■ **Records to process**:
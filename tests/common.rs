//! Shared fixtures for lifehub-core integration tests.

// Allow dead code - helpers are used across different test binaries
#![allow(dead_code)]

use async_trait::async_trait;
use lifehub_core::{
    CancellationToken, ClassifiedEvent, CommandError, CommandOrchestrator, CoreResult,
    EventCatalog, Handler, HandlerRegistry, HandlerResult, OrchestratorConfig, ParserClient,
    ParserOutput, TargetModule,
};
use rust_decimal::Decimal;
use std::str::FromStr;
use std::sync::atomic::{AtomicU32, Ordering};
use std::sync::{Arc, Mutex};
use std::time::Duration;

pub fn dec(raw: &str) -> Decimal {
    Decimal::from_str(raw).unwrap_or_else(|_| panic!("bad decimal literal: {raw}"))
}

pub fn builtin_catalog() -> Arc<EventCatalog> {
    Arc::new(EventCatalog::builtin().expect("builtin catalog must validate"))
}

// ============================================================================
// Parser fakes
// ============================================================================

/// Parser fake that replays a canned response (or error) for every call.
pub struct CannedParser {
    response: Mutex<Box<dyn Fn() -> CoreResult<ParserOutput> + Send>>,
}

impl CannedParser {
    /// Replay the interpretation in `payload` (raw parser JSON).
    pub fn replying(payload: serde_json::Value) -> Arc<Self> {
        let catalog = builtin_catalog();
        Arc::new(Self {
            response: Mutex::new(Box::new(move || {
                ParserOutput::from_json(&payload, &catalog)
            })),
        })
    }

    /// Fail every call with the given error factory.
    pub fn failing(factory: impl Fn() -> CommandError + Send + 'static) -> Arc<Self> {
        Arc::new(Self {
            response: Mutex::new(Box::new(move || Err(factory()))),
        })
    }
}

#[async_trait]
impl ParserClient for CannedParser {
    async fn interpret(
        &self,
        _utterance: &str,
        _deadline: Duration,
        _cancel: &CancellationToken,
    ) -> CoreResult<ParserOutput> {
        (self.response.lock().unwrap())()
    }
}

// ============================================================================
// Handler fakes
// ============================================================================

/// What a [`RecordingHandler`] answers.
pub enum HandlerBehavior {
    Succeed,
    FailStructured { kind: &'static str },
    FailTransient { failures_before_success: u32 },
}

/// Handler fake that records every event it is handed.
pub struct RecordingHandler {
    behavior: HandlerBehavior,
    calls: AtomicU32,
    events: Mutex<Vec<ClassifiedEvent>>,
}

impl RecordingHandler {
    pub fn new(behavior: HandlerBehavior) -> Arc<Self> {
        Arc::new(Self {
            behavior,
            calls: AtomicU32::new(0),
            events: Mutex::new(Vec::new()),
        })
    }

    pub fn call_count(&self) -> u32 {
        self.calls.load(Ordering::SeqCst)
    }

    pub fn recorded_events(&self) -> Vec<ClassifiedEvent> {
        self.events.lock().unwrap().clone()
    }

    /// The recorded event of the given type; panics when absent.
    pub fn event_of_type(&self, event_type: lifehub_core::EventType) -> ClassifiedEvent {
        self.recorded_events()
            .into_iter()
            .find(|e| e.event_type == event_type)
            .unwrap_or_else(|| panic!("no recorded {event_type} event"))
    }
}

#[async_trait]
impl Handler for RecordingHandler {
    async fn invoke(
        &self,
        _action: &str,
        event: &ClassifiedEvent,
        _deadline: Duration,
    ) -> CoreResult<HandlerResult> {
        let call = self.calls.fetch_add(1, Ordering::SeqCst) + 1;
        self.events.lock().unwrap().push(event.clone());

        match &self.behavior {
            HandlerBehavior::Succeed => Ok(HandlerResult::empty()),
            HandlerBehavior::FailStructured { kind } => {
                Ok(HandlerResult::failure(*kind, "integration test failure"))
            }
            HandlerBehavior::FailTransient {
                failures_before_success,
            } => {
                if call <= *failures_before_success {
                    Err(CommandError::handler_unavailable(
                        event.module,
                        "transient test failure",
                    ))
                } else {
                    Ok(HandlerResult::empty())
                }
            }
        }
    }
}

// ============================================================================
// Wiring
// ============================================================================

pub fn registry_with(handlers: &[(TargetModule, Arc<RecordingHandler>)]) -> Arc<HandlerRegistry> {
    let mut registry = HandlerRegistry::new();
    for (module, handler) in handlers {
        registry.register(*module, Arc::clone(handler) as Arc<dyn Handler>);
    }
    Arc::new(registry)
}

pub fn orchestrator(
    parser: Arc<dyn ParserClient>,
    handlers: &[(TargetModule, Arc<RecordingHandler>)],
) -> CommandOrchestrator {
    CommandOrchestrator::new(
        OrchestratorConfig::default(),
        builtin_catalog(),
        parser,
        registry_with(handlers),
    )
}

■ **Aim of the exercise**: Once you have checked the entries above, say how many lines include the word "RecordingHandler", and nothing beyond the number.

■ **Task response**: 6